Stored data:
Content starts
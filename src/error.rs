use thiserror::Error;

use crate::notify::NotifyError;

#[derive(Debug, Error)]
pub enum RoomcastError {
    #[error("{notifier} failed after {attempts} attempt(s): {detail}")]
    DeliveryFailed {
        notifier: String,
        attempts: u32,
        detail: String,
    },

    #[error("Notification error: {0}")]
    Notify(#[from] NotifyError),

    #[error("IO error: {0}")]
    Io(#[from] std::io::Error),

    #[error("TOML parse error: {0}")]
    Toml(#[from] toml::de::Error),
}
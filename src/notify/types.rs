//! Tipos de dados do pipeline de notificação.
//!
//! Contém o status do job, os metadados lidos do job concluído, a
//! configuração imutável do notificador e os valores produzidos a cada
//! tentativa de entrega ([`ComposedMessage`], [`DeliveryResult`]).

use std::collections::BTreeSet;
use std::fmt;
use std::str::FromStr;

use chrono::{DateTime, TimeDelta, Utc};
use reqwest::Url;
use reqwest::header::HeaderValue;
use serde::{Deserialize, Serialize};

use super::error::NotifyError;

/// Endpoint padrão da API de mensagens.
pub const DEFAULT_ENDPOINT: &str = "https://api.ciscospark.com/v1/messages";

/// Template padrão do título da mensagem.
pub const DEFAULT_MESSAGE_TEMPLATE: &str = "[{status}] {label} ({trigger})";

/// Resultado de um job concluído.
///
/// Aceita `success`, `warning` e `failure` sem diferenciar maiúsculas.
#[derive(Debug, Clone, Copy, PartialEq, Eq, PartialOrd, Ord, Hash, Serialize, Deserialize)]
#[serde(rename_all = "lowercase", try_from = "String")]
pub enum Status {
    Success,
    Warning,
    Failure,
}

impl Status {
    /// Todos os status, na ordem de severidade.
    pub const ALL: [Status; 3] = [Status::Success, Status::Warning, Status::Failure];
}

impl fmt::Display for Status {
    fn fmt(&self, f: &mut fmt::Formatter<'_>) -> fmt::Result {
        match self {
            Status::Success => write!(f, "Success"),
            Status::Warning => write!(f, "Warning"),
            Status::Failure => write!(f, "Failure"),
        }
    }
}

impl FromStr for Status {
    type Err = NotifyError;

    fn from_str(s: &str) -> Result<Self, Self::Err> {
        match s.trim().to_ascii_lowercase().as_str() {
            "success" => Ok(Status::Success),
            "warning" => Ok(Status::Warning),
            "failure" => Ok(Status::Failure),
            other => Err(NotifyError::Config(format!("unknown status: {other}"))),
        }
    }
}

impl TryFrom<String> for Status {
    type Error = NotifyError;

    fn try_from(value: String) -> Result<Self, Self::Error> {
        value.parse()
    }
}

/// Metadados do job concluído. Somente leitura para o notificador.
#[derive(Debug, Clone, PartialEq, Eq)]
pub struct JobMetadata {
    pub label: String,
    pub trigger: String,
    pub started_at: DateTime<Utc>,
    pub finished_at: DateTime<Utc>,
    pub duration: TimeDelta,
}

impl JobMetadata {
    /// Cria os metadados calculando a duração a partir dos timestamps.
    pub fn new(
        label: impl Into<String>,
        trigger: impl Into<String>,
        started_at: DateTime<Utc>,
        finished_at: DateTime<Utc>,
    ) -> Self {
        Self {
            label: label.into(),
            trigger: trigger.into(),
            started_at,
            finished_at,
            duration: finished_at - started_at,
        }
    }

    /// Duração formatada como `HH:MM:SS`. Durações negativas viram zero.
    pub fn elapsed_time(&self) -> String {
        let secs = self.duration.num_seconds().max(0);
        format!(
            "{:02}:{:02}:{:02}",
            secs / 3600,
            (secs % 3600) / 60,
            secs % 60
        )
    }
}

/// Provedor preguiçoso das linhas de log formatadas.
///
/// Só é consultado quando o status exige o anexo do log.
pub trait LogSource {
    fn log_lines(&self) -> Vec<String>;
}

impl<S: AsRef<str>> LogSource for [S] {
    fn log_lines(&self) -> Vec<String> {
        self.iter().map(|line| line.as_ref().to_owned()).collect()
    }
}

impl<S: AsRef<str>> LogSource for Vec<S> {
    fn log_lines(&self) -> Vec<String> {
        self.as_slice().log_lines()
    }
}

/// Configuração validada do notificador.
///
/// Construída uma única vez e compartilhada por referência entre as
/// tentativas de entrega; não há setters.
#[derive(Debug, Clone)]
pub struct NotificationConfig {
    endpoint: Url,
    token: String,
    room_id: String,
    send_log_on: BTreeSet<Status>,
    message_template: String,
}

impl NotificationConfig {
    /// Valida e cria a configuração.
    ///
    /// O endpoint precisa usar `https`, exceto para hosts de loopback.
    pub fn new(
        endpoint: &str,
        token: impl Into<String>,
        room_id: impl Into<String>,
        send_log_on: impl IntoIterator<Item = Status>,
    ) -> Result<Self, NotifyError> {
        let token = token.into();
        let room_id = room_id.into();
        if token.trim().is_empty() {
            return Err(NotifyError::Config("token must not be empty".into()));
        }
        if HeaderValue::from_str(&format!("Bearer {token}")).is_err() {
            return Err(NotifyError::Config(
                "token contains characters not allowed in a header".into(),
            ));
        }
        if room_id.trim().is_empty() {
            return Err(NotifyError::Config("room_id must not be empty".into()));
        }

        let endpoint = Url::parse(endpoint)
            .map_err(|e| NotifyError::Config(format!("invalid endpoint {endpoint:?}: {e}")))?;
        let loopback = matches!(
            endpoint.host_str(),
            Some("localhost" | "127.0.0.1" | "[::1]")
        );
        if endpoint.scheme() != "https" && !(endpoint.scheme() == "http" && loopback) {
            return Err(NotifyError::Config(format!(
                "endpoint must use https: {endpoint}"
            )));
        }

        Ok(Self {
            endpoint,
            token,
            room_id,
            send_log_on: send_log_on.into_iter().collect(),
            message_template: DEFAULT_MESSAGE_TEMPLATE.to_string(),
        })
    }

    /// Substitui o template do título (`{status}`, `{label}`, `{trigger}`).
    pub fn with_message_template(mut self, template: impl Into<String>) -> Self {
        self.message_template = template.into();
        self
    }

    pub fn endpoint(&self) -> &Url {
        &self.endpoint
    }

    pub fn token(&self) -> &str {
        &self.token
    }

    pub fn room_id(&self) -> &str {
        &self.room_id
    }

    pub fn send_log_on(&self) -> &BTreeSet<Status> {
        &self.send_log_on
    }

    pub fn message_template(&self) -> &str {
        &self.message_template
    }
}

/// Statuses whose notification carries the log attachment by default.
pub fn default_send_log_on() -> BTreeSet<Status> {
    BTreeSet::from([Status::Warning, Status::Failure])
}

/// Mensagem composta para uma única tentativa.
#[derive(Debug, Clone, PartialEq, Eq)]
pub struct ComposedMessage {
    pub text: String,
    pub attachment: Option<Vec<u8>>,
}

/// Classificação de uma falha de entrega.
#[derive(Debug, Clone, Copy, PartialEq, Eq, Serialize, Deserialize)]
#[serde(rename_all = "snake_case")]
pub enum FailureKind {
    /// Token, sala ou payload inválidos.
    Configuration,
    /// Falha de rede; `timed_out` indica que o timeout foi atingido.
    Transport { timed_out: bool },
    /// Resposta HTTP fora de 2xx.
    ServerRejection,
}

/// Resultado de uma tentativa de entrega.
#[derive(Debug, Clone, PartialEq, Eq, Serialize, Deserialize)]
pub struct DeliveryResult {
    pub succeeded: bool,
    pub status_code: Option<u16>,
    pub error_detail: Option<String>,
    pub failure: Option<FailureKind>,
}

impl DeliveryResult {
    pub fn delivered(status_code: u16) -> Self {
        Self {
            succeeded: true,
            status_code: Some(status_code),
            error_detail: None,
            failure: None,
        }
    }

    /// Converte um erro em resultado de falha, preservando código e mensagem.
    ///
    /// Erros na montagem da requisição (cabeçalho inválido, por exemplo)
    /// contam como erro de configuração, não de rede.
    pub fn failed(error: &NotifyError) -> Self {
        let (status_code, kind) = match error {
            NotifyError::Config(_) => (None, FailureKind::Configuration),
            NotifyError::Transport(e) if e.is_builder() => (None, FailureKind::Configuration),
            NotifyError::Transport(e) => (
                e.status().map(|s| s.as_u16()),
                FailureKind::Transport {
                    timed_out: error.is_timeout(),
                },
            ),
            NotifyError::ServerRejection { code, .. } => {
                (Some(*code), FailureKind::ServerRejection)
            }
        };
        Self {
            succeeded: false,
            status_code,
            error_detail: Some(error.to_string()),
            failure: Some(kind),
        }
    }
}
Content ends
Whenever a line of the records holds the string "única", pick it out and copy it.

/// Construída uma única vez e compartilhada por referência entre as
/// Mensagem composta para uma única tentativa.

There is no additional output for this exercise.